Multiple versus pairwise sequence alignments for protein phylogenetics using foundation models
Journal:
bioRxiv
Published Date:
May 29, 2026
Abstract
Phylogenetic inference is a common task in molecular and evolutionary biology and has conventionally required a multiple sequence alignment (MSA), a statistical model of amino acid substitutions, and an optimality principle. Recently, global models of amino acid substitutions have been inferred from millions of MSAs using transformer-based deep learning, resulting in protein foundation models (pFMs), also known as protein language models (PLMs). Training pFMs on MSAs hypothetically enables them to encode residue dependencies and the phylogenetic structure of the MSA collection. In contrast, pFMs trained on individual sequences lack access to such phylogenetic structure. Here, we assess the phylogeny inference gains offered by the use of MSA for training pFMs by comparing the relative accuracies of phylogenies inferred using two types of pFMs: one trained on a large collection of MSAs (msat-pFM, [1]) and the other trained using a collection of single sequences (esm-pFM). For msat-pFM analysis, we inferred neighbor-joining trees using pairwise distances estimated directly from the sequence attention matrices. For esm-pFM [2], pairwise distances were obtained using the correlation of attentions of homologous residues, where pairwise sequence alignments (PSA) were used to establish residue homologies. Surprisingly, MSA phylogenies inferred using the msat-pFM were less accurate than esm-pFMs.
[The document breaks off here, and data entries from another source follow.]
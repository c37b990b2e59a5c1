//! Terminal rendering adapter.
//!
//! Draws `ControllerState` snapshots and translates key presses into
//! `UiCommand`s. Filtering and playback selection live in the controller;
//! the only state owned here is presentation state (search cursor, list
//! selection, country selector position).

mod app;

pub use app::run;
This pattern was seen across datasets spanning both small and large numbers of species and proteins. Also, PSA phylogenies obtained using residue attentions from early ESM-PFM layers were much more accurate. These results suggest that the multiple sequence alignment step, which is obligatory to establish residue homologies across multiple sequences, may not add information when using evolutionary distances based on attentions in pFMs.